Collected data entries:
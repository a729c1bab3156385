//! filescope CLI: the main entry point.
//!
//! Commands:
//! - `scan`    : List the project files a model may see
//! - `select`  : Run one context-selection turn
//! - `session` : Interactive selection loop sharing one cache
//! - `status`  : Show effective configuration
//! - `init`    : Write a default config file

use clap::{Parser, Subcommand};
use filescope_config::AppConfig;
use std::path::PathBuf;

mod commands;
mod project;

#[derive(Parser)]
#[command(
    name = "filescope",
    about = "filescope: context-selection cache for AI pair programming",
    version,
    author
)]
struct Cli {
    #[command(subcommand)]
    command: Commands,

    /// Enable verbose logging
    #[arg(short, long, global = true)]
    verbose: bool,

    /// Config file to use instead of ~/.filescope/config.toml
    #[arg(short, long, global = true, env = "FILESCOPE_CONFIG")]
    config: Option<PathBuf>,
}

#[derive(Subcommand)]
enum Commands {
    /// List the non-ignored files of a project
    Scan {
        /// Project root
        #[arg(short, long, default_value = ".")]
        root: PathBuf,
    },

    /// Select the context files for one message
    Select {
        /// Project root
        #[arg(short, long, default_value = ".")]
        root: PathBuf,

        /// The user message
        #[arg(short, long)]
        message: String,

        /// Precomputed conversation summary
        #[arg(short, long)]
        summary: Option<String>,

        /// Paths already in context, oldest first
        #[arg(short, long)]
        buffer: Vec<String>,

        /// Print the outcome and metrics as JSON
        #[arg(long)]
        json: bool,
    },

    /// Interactive loop: one message per line, shared cache and buffer
    Session {
        /// Project root
        #[arg(short, long, default_value = ".")]
        root: PathBuf,
    },

    /// Show effective configuration
    Status,

    /// Write a default config file
    Init,
}

#[tokio::main]
async fn main() -> Result<(), Box<dyn std::error::Error>> {
    let cli = Cli::parse();

    let config = match &cli.config {
        Some(path) => AppConfig::load_with_env(path),
        None => AppConfig::load(),
    }
    .map_err(|e| format!("Failed to load config: {e}"))?;

    init_tracing(cli.verbose, &config);

    match cli.command {
        Commands::Scan { root } => commands::scan::run(&config, &root)?,
        Commands::Select {
            root,
            message,
            summary,
            buffer,
            json,
        } => {
            let args = commands::select::SelectArgs {
                root,
                message,
                summary,
                buffer,
                json,
            };
            commands::select::run(&config, args).await?
        }
        Commands::Session { root } => commands::session::run(&config, &root).await?,
        Commands::Status => commands::status::run(&config, cli.config.as_deref())?,
        Commands::Init => commands::init::run(cli.config.as_deref())?,
    }

    Ok(())
}

/// `RUST_LOG` wins; otherwise `debug` under `--verbose`, else the config level.
fn init_tracing(verbose: bool, config: &AppConfig) {
    let level = if verbose { "debug" } else { config.log.level.as_str() };
    let filter = tracing_subscriber::EnvFilter::try_from_default_env()
        .unwrap_or_else(|_| tracing_subscriber::EnvFilter::new(level));

    let builder = tracing_subscriber::fmt()
        .with_env_filter(filter)
        .with_target(false)
        .with_writer(std::io::stderr);

    if config.log.json {
        builder.json().init();
    } else {
        builder.init();
    }
}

• _Problem to solve_
Find and copy each line above holding "true".

• _Your response_
    #[arg(short, long, global = true)]
    #[arg(short, long, global = true, env = "FILESCOPE_CONFIG")]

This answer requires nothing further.